2.4.2 陽性菌對照組 取封閉式濾筒，其中三濾筒加入硫乙醇酸鹽流體培養基，分別接種小于100 cfu/mL的金黃色葡萄球菌、大腸埃希菌、生孢梭菌各1 mL，30～35 ℃條件下培養5 d；另三筒加入胰酪大豆胨液體培養基，分別接種小于100 cfu/mL的枯草芽孢桿菌、白色念珠菌、黑曲霉1 mL，20～25 ℃條件下培養5 d。

2.4.3 供試品陰性組 取供試品10支，每支取20 mL，用封閉式薄膜過濾器過濾后，用0.1%無菌蛋白胨水溶液沖洗濾膜，每膜每次100 mL，沖洗6次，再分別加入硫乙醇酸鹽流體培養基和胰酪大豆胨液體培養基，置規定溫度下培養5 d。

2.4.4 陰性對照組 取封閉式濾筒2個，用0.1%無菌蛋白胨水溶液沖洗，沖洗次數與沖洗量與試驗組相同，向濾筒中分別加入硫乙醇酸鹽流體培養基和胰酪大豆胨液體培養基，置規定溫度下培養5 d。

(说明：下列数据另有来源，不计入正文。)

use std::path::PathBuf;

use pretty_assertions::assert_eq;
use tmsh_conf_core::{parse, parse_files, ConfigNode};

fn fixture(path: &str) -> PathBuf {
    PathBuf::from(env!("CARGO_MANIFEST_DIR"))
        .join("..")
        .join("fixtures")
        .join(path)
}

fn shape(nodes: &[ConfigNode]) -> Vec<(String, String, tmsh_conf_core::ConfValue)> {
    nodes
        .iter()
        .map(|n| (n.keyword.clone(), n.path.clone(), n.body.clone()))
        .collect()
}

#[test]
fn rendered_config_text_parses_back_to_the_same_tree() {
    let first = parse_files(&[fixture("parser/mixed.conf"), fixture("parser/irules.conf")])
        .expect("initial parse should succeed");

    let rendered = first
        .nodes
        .iter()
        .map(ToString::to_string)
        .collect::<Vec<_>>()
        .join("\n");
    let second = parse(&rendered).expect("re-parse should succeed");

    assert!(second.warnings.is_empty());
    assert_eq!(shape(&first.nodes), shape(&second.nodes));
}
//! Table-driven copying of source properties into declaration properties.

use serde_json::{json, Map, Value};
use tmsh_conf_core::{unquote, ConfMap, ConfValue};

use crate::property_map::{Extend, MappingRule, PropertyMapTable, Transform};
use crate::refs::handle_object_ref;
use crate::transform::values::{
    dedupe, enabled_to_enable, hyphens_to_camel, integer, name_value, netmask_to_cidr,
    none_as_empty, parse_flag, protected_value,
};

/// Convert `props` with the rules registered for `keyword`.
///
/// Properties without a rule are ignored. A rule whose property is absent
/// contributes its `default`, if any.
pub fn apply_rules(table: &PropertyMapTable, keyword: &str, props: &ConfMap) -> Map<String, Value> {
    let mut out = Map::new();
    let Some(rules) = table.get(keyword) else {
        return out;
    };

    for rule in rules {
        let value = match props.get(&rule.id) {
            Some(source) => convert_property(table, keyword, rule, source),
            None => rule.default.clone(),
        };
        match (rule.extend, value) {
            (_, None) => {}
            (Some(Extend::Merge), Some(Value::Object(merged))) => out.extend(merged),
            (_, Some(value)) => {
                out.insert(rule.target_id(), value);
            }
        }
    }
    out
}

/// Keyword under which the rules for a nested block of `rule` live.
pub fn nested_keyword(keyword: &str, rule: &MappingRule) -> String {
    format!("{keyword} {}", rule.id)
}

fn convert_property(
    table: &PropertyMapTable,
    keyword: &str,
    rule: &MappingRule,
    source: &ConfValue,
) -> Option<Value> {
    match rule.extend {
        Some(Extend::Array) => {
            let items = source
                .items()
                .into_iter()
                .filter_map(|item| convert_scalar(rule, item))
                .collect();
            Some(finish_array(rule, items))
        }
        Some(Extend::Merge) => {
            let block = source.as_map()?;
            Some(Value::Object(convert_block(
                table,
                &nested_keyword(keyword, rule),
                block,
            )))
        }
        Some(Extend::ObjArray) => {
            let block = source.as_map()?;
            let nested = nested_keyword(keyword, rule);
            let items = block
                .iter()
                .map(|(name, entry)| {
                    let mut object = Map::new();
                    object.insert("name".into(), json!(unquote(name)));
                    if let Some(entry) = entry.as_map() {
                        object.extend(convert_block(table, &nested, entry));
                    }
                    Value::Object(object)
                })
                .collect();
            Some(Value::Array(items))
        }
        None => match source {
            ConfValue::Str(text) | ConfValue::Raw(text) => convert_scalar(rule, text),
            ConfValue::List(items) => {
                let items = items
                    .iter()
                    .filter_map(ConfValue::as_str)
                    .filter_map(|item| convert_scalar(rule, item))
                    .collect();
                Some(finish_array(rule, items))
            }
            ConfValue::Map(block) => Some(Value::Object(convert_block(
                table,
                &nested_keyword(keyword, rule),
                block,
            ))),
        },
    }
}

fn finish_array(rule: &MappingRule, items: Vec<Value>) -> Value {
    match rule.transform {
        Some(Transform::Dedupe) => Value::Array(dedupe(items)),
        _ => Value::Array(items),
    }
}

/// Nested blocks use their own rules when the table has them; otherwise keys
/// are camel-cased and values copied as plain text.
fn convert_block(table: &PropertyMapTable, keyword: &str, block: &ConfMap) -> Map<String, Value> {
    if table.contains_key(keyword) {
        return apply_rules(table, keyword, block);
    }
    block
        .iter()
        .map(|(key, value)| (hyphens_to_camel(unquote(key)), plain_value(value)))
        .collect()
}

/// Untyped conversion of a value with no rule attached.
pub fn plain_value(value: &ConfValue) -> Value {
    match value {
        ConfValue::Str(text) => json!(unquote(text)),
        ConfValue::Raw(text) => json!(text),
        ConfValue::List(items) => Value::Array(items.iter().map(plain_value).collect()),
        ConfValue::Map(block) => Value::Object(
            block
                .iter()
                .map(|(key, value)| (hyphens_to_camel(unquote(key)), plain_value(value)))
                .collect(),
        ),
    }
}

/// Convert one scalar. `None` means the property is dropped.
fn convert_scalar(rule: &MappingRule, text: &str) -> Option<Value> {
    let text = if rule.strips_quotes() {
        unquote(text)
    } else {
        text
    };
    let value = match rule.transform {
        None | Some(Transform::Dedupe) => json!(text),
        Some(Transform::CamelCase) => json!(hyphens_to_camel(text)),
        Some(Transform::EnableState) => json!(enabled_to_enable(text)),
        Some(Transform::Cidr) => netmask_to_cidr(text, false),
        Some(Transform::CidrNumber) => netmask_to_cidr(text, true),
        Some(Transform::NameValue) => name_value(text),
        Some(Transform::Protected) => protected_value(text),
        Some(Transform::NoneAsEmpty) => none_as_empty(json!(text)),
        Some(Transform::Reference) => match unquote(text) {
            "" | "none" => return None,
            path => handle_object_ref(path),
        },
        Some(Transform::Integer) => integer(text),
        // A bare flag line (`ip-forward`) has an empty value and means on.
        Some(Transform::Boolean) if text.is_empty() => json!(true),
        Some(Transform::Boolean) => parse_flag(text).map_or_else(|| json!(text), Value::Bool),
    };
    Some(value)
}
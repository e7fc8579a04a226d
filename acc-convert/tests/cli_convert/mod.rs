use std::path::PathBuf;
use std::{fs, path::Path};

use assert_cmd::Command;
use predicates::prelude::*;
use serde_json::Value;
use tempfile::tempdir;

fn fixture(path: &str) -> PathBuf {
    PathBuf::from(env!("CARGO_MANIFEST_DIR"))
        .join("..")
        .join("fixtures")
        .join(path)
}

fn path_as_str(path: &Path) -> &str {
    path.to_str().expect("path should be valid utf-8")
}

fn read_json(path: &Path) -> Value {
    let raw = fs::read_to_string(path).expect("output file");
    serde_json::from_str(&raw).expect("output should be JSON")
}

mod basics;
mod device;
mod rules;
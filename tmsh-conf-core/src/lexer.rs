/// Characters that open and close a quoted string.
pub const QUOTES: [char; 3] = ['"', '\'', '`'];

/// A whitespace-delimited token and its byte offset in the line.
#[derive(Debug, Clone, Copy, PartialEq, Eq)]
pub struct Token<'a> {
    pub text: &'a str,
    pub start: usize,
}

impl Token<'_> {
    pub fn end(&self) -> usize {
        self.start + self.text.len()
    }

    /// Whether the token is a single structural brace.
    pub fn is(&self, text: &str) -> bool {
        self.text == text
    }
}

/// Split a line on whitespace, keeping quoted runs (and any braces in them)
/// inside one token.
pub fn tokenize(line: &str) -> Vec<Token<'_>> {
    let mut tokens = Vec::new();
    let mut start: Option<usize> = None;
    let mut quote: Option<char> = None;
    let mut escaped = false;

    for (idx, ch) in line.char_indices() {
        if let Some(open) = quote {
            if escaped {
                escaped = false;
            } else if ch == '\\' {
                escaped = true;
            } else if ch == open {
                quote = None;
            }
            continue;
        }

        if ch.is_whitespace() {
            if let Some(s) = start.take() {
                tokens.push(Token {
                    text: &line[s..idx],
                    start: s,
                });
            }
            continue;
        }

        if start.is_none() {
            start = Some(idx);
            if QUOTES.contains(&ch) {
                quote = Some(ch);
            }
        }
    }

    if let Some(s) = start {
        tokens.push(Token {
            text: &line[s..],
            start: s,
        });
    }
    tokens
}

/// Return the quote character a value opens with, if any.
pub fn opening_quote(value: &str) -> Option<char> {
    value.chars().next().filter(|ch| QUOTES.contains(ch))
}

/// Byte offset of the first unescaped `quote` in `text`.
pub fn find_unescaped(text: &str, quote: char) -> Option<usize> {
    let mut escaped = false;
    for (idx, ch) in text.char_indices() {
        if escaped {
            escaped = false;
        } else if ch == '\\' {
            escaped = true;
        } else if ch == quote {
            return Some(idx);
        }
    }
    None
}

/// Whether a quoted value is closed on the line it starts on.
pub fn is_quote_closed(value: &str) -> bool {
    match opening_quote(value) {
        Some(quote) => find_unescaped(&value[quote.len_utf8()..], quote).is_some(),
        None => true,
    }
}

/// Strip one level of matching quotes.
pub fn unquote(text: &str) -> &str {
    let mut chars = text.chars();
    match (chars.next(), chars.next_back()) {
        (Some(first), Some(last)) if first == last && QUOTES.contains(&first) => {
            &text[first.len_utf8()..text.len() - last.len_utf8()]
        }
        _ => text,
    }
}

/// Resolve backslash escapes of quote characters and of the backslash itself.
/// Any other backslash sequence is kept verbatim.
pub fn resolve_escapes(text: &str) -> String {
    let mut out = String::with_capacity(text.len());
    let mut chars = text.chars().peekable();
    while let Some(ch) = chars.next() {
        if ch == '\\' {
            if let Some(&next) = chars.peek() {
                if next == '\\' || QUOTES.contains(&next) {
                    out.push(next);
                    chars.next();
                    continue;
                }
            }
        }
        out.push(ch);
    }
    out
}

#[cfg(test)]
mod tests {
    use super::{is_quote_closed, resolve_escapes, tokenize, unquote};

    fn texts(line: &str) -> Vec<&str> {
        tokenize(line).into_iter().map(|t| t.text).collect()
    }

    #[test]
    fn tokenize_keeps_quoted_braces_together() {
        assert_eq!(
            texts(r#"description "a {b} c" {"#),
            vec!["description", r#""a {b} c""#, "{"]
        );
    }

    #[test]
    fn tokenize_respects_escaped_quotes() {
        assert_eq!(
            texts(r#"key "say \"hi\" now" tail"#),
            vec!["key", r#""say \"hi\" now""#, "tail"]
        );
    }

    #[test]
    fn unquote_handles_all_quote_styles() {
        assert_eq!(unquote("\"Test string\""), "Test string");
        assert_eq!(unquote("'Test string'"), "Test string");
        assert_eq!(unquote("`Test string`"), "Test string");
        assert_eq!(unquote("Test string"), "Test string");
        assert_eq!(unquote("\""), "\"");
    }

    #[test]
    fn quote_closure_detection() {
        assert!(is_quote_closed("\"done\""));
        assert!(is_quote_closed("bare"));
        assert!(!is_quote_closed("\"still open"));
        assert!(!is_quote_closed(r#""escaped \" quote"#));
    }

    #[test]
    fn escapes_resolve_only_quotes_and_backslash() {
        assert_eq!(resolve_escapes(r#"a \"b\" \\ \d"#), r#"a "b" \ \d"#);
    }
}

2.4.5 方法適用性試驗結果 結果表明(表3、表4)，本品采用薄膜過濾后，含供試品的陽性菌試驗組沖洗6次時試驗菌均生長良好，表明沖洗6次后，供試品對細菌生長沒有影響。

表3 供試品陽性菌試驗組與陽性菌對照組試驗結果

表4 供試品陰性組與陰性對照組試驗結果

2.4.6 供試品無菌檢查 取三批供試品，按照驗證過的無菌檢驗方法進行檢查。結果顯示，陽性對照菌在24 h內生長良好，陰性對照14 d內均澄清，無菌生長，供試品14 d內均澄清，無菌生長，無菌檢查結果符合規定。

3 討論與結論

本試驗依據《中國獸藥典》2015年版一部附錄1101無菌檢查法方法適用性試驗的要求[6](亦符合《中國獸藥典》2020年版一部附錄1101的要求)，對馬波沙星注射液無菌檢查方法進行驗證，因馬波沙星具有抑菌作用，故采用薄膜過濾法，考察沖洗次數，用0.1%無菌蛋白胨水溶液沖洗濾膜，每膜每次100 mL，沖洗3、4、5次，結果沖洗3、4、5次時，除白色念珠菌和黑曲霉供試品陽性生長外，其他供試品陽性菌均無菌生長，說明沖洗5次時供試品還有抑菌作用，根據預實驗結果，確定沖洗6次，結果與陽性菌對照組相比，供試品陽性菌試驗組生長情況均良好，說明該條件下能夠有效清除藥物自身的抑菌活性且不影響試驗菌的生長，而供試品陰性對照組與陰性對照組中均無細菌生長，說明前處理及操作過程中不會引入其他細菌的污染。最終確立檢查方法為：取本品，經薄膜過濾法處理，依法檢查(附錄1101)，應符合規定。具體操作步驟：供試品取10支，每支取20 mL，用0.1%無菌蛋白胨水溶液沖洗濾膜，每膜每次100 mL，沖洗6次，該方法科學、可靠，在該無菌檢查條件下可去除藥物的抑菌干擾。

薄膜過濾法可用于馬波沙星注射液的無菌檢查。在做馬波沙星注射液無菌檢查時，一定要注意沖洗次數，否則易致試驗失敗(供試品陽性菌不生長)。